[[ EXCERPTED RECORDS open ]]

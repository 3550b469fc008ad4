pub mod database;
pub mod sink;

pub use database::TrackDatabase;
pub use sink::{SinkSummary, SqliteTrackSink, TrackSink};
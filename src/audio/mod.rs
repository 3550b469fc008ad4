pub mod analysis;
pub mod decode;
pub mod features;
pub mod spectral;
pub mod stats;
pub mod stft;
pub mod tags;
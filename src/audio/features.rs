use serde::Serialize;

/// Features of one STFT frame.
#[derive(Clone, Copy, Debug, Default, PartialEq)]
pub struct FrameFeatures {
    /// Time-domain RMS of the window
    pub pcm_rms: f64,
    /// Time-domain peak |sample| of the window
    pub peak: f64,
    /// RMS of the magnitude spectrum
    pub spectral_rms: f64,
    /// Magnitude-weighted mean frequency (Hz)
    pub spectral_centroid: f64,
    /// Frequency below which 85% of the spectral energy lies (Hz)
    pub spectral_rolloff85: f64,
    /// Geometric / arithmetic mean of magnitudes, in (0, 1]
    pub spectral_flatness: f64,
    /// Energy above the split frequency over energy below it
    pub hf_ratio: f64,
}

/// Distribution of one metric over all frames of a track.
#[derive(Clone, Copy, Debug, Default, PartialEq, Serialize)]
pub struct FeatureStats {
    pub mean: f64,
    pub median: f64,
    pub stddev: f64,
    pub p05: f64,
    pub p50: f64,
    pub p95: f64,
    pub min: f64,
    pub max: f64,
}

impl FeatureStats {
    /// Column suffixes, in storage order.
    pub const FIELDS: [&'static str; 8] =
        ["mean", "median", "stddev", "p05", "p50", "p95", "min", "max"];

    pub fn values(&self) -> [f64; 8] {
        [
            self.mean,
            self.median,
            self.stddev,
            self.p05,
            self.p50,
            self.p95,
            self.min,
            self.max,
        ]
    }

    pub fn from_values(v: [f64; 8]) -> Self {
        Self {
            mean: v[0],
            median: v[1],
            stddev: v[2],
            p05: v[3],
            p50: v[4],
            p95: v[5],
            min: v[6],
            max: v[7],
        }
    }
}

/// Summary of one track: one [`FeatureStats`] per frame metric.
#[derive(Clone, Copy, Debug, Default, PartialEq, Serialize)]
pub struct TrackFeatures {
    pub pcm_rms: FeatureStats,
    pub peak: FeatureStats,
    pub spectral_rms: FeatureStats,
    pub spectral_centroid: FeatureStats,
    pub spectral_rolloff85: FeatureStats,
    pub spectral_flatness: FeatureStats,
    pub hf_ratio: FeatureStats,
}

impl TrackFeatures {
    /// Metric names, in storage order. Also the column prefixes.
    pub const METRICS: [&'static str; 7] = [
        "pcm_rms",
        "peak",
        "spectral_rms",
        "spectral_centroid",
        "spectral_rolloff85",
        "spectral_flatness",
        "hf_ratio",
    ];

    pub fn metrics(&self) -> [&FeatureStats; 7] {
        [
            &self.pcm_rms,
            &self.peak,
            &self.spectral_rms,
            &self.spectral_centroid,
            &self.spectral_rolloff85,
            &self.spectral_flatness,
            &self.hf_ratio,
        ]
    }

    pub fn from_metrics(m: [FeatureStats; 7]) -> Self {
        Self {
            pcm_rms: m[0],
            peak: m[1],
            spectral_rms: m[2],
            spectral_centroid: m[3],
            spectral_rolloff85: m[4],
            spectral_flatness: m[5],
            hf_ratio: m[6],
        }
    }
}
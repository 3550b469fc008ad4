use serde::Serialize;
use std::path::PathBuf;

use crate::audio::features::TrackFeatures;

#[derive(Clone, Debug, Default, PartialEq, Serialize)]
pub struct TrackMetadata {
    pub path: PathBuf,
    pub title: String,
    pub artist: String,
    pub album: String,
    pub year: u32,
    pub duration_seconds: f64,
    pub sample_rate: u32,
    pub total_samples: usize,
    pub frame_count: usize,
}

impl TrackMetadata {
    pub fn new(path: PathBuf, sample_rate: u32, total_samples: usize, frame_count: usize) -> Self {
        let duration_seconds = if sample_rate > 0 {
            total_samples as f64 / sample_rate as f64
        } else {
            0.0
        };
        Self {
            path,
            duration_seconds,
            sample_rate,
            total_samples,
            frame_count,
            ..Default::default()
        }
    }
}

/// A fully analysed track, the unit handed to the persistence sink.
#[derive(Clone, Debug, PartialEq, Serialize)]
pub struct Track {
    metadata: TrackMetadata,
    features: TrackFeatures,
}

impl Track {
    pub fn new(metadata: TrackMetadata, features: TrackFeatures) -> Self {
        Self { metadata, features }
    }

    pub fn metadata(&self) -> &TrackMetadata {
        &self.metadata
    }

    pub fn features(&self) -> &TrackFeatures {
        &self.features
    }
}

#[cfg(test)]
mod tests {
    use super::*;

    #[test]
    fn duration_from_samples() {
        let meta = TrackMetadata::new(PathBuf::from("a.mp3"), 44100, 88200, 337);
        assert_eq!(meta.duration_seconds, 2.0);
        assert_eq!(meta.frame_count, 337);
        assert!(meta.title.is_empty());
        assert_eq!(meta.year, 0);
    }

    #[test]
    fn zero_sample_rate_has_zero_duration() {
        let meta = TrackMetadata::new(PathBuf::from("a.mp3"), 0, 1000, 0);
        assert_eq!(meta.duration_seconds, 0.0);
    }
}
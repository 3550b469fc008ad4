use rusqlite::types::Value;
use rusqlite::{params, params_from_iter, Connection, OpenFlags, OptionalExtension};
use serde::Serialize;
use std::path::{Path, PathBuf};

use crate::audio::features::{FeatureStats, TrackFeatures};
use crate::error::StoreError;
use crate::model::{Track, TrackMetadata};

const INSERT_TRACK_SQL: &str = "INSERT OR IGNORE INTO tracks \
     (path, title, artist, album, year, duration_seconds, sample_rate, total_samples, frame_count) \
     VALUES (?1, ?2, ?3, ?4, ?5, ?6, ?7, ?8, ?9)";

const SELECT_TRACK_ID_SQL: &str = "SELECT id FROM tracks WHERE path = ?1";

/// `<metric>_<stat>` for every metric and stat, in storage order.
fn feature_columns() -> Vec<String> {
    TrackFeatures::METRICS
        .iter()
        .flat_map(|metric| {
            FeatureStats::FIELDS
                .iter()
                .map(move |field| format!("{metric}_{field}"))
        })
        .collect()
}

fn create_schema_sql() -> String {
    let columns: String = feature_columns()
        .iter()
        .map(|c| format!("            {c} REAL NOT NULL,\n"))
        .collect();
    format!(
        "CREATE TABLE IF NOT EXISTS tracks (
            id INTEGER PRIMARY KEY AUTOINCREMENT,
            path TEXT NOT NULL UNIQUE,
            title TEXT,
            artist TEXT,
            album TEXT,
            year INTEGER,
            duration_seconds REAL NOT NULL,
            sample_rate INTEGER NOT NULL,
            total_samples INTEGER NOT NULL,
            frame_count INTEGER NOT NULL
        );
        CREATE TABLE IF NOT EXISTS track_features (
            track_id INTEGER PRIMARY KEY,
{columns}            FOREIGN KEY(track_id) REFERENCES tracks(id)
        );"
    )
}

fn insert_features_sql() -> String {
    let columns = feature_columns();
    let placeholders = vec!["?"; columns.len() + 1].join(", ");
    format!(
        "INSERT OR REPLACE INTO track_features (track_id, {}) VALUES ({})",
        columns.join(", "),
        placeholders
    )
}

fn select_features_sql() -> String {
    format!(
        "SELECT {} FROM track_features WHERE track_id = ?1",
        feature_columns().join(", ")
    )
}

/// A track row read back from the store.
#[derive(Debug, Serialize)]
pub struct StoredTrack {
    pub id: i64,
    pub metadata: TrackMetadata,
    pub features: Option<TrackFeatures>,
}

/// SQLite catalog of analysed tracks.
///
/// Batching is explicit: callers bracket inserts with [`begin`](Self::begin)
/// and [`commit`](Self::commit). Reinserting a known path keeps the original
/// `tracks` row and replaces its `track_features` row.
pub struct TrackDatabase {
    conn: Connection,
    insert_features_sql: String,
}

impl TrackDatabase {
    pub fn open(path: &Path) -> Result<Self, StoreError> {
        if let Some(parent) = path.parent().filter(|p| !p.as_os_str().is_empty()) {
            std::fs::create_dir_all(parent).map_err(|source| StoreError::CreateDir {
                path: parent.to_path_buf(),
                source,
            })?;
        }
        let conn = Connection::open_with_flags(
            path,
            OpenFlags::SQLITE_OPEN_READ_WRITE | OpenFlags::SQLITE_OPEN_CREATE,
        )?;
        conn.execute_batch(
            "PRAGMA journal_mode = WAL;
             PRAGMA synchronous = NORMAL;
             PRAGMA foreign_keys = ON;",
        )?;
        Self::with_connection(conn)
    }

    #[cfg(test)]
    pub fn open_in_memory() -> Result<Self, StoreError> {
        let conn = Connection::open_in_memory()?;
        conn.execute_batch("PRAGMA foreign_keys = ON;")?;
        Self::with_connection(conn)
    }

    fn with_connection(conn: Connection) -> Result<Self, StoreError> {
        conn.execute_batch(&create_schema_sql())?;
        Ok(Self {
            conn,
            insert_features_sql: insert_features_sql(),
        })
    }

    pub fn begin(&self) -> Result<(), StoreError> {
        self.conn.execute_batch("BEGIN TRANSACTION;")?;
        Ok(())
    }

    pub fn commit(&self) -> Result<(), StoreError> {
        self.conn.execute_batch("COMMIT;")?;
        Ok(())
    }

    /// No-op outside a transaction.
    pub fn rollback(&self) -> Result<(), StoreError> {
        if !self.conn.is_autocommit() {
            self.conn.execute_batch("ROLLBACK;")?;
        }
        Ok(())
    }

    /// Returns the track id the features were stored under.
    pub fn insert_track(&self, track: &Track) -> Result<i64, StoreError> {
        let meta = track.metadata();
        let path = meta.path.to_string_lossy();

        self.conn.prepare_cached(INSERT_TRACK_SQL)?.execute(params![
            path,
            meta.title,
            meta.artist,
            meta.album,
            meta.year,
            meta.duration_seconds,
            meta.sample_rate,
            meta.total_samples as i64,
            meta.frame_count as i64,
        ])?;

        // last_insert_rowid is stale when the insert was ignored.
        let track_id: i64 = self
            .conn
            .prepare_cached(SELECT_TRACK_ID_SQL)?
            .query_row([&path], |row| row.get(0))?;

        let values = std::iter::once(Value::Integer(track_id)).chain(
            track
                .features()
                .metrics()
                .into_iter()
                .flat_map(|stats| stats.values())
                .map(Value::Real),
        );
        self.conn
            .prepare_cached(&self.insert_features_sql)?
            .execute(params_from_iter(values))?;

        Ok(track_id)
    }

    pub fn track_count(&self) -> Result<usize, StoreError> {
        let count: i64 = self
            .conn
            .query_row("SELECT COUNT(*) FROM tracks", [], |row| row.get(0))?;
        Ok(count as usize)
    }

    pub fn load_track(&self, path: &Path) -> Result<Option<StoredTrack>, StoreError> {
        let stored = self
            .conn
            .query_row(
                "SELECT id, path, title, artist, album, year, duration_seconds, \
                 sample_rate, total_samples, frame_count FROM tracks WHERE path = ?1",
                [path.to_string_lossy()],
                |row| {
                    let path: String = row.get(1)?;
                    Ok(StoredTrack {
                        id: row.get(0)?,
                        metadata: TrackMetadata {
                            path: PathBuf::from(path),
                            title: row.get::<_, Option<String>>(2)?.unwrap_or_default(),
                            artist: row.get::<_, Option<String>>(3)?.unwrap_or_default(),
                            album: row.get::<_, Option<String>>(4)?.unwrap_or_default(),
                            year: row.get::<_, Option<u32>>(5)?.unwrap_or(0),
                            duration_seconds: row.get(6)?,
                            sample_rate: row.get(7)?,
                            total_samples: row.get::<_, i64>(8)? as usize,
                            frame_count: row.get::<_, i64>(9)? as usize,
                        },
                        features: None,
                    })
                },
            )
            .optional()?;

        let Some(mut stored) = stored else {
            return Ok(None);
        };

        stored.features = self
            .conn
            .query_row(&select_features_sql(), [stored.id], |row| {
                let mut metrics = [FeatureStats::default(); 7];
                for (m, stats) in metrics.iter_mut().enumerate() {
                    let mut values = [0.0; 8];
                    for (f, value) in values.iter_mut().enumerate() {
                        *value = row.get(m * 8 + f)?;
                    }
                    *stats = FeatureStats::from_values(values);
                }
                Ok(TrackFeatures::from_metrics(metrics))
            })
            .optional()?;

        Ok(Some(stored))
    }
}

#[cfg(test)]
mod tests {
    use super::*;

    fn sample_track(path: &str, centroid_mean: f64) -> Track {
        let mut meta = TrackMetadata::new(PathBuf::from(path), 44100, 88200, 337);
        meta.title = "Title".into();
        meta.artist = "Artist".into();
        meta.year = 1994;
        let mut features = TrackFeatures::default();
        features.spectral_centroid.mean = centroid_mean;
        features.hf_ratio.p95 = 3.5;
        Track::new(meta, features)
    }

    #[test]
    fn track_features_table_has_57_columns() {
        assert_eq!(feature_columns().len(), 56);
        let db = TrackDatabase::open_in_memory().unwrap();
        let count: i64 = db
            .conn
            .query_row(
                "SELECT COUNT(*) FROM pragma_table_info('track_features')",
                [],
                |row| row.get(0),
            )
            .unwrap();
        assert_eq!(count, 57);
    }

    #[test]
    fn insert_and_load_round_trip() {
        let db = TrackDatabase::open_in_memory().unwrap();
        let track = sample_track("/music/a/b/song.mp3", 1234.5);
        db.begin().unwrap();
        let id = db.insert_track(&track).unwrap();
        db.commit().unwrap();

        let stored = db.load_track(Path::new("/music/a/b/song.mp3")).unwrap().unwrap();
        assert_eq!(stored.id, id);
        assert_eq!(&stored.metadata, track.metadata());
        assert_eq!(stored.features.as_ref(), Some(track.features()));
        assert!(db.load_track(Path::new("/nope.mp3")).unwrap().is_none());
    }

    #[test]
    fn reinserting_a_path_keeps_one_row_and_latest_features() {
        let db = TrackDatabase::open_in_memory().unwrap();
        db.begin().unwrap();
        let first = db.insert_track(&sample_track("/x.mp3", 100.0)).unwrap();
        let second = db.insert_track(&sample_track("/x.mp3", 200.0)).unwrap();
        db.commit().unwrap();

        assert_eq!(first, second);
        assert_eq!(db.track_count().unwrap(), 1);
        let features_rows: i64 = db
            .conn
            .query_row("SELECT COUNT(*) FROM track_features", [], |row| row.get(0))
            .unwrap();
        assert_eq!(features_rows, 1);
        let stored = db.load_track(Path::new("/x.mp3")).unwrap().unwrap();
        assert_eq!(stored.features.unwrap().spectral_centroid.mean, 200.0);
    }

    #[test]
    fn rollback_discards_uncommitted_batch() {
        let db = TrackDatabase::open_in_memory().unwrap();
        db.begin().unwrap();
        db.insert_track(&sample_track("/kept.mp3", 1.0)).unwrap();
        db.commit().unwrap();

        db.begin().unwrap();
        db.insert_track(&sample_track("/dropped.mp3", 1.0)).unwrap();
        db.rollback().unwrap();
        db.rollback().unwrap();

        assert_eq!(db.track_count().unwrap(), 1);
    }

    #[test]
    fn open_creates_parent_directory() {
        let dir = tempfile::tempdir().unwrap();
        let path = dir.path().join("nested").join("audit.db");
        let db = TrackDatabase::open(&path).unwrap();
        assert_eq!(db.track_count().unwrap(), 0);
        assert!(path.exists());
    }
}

[[ EXCERPTED RECORDS closed ]]

- WORK ORDER:
Return the lines above precisely as they appear, beginning at the first line and ending at the line with "#[derive(Clone, Copy, Debug, Default, PartialEq)]", and nothing after it.

- RESPONSE:
repository 3550b469fc008ad4
pub mod database;
pub mod sink;

pub use database::TrackDatabase;
pub use sink::{SinkSummary, SqliteTrackSink, TrackSink};
filename src/audio/mod.rs
repository 3550b469fc008ad4
pub mod analysis;
pub mod decode;
pub mod features;
pub mod spectral;
pub mod stats;
pub mod stft;
pub mod tags;
filename src/audio/features.rs
use serde::Serialize;

/// Features of one STFT frame.
#[derive(Clone, Copy, Debug, Default, PartialEq)]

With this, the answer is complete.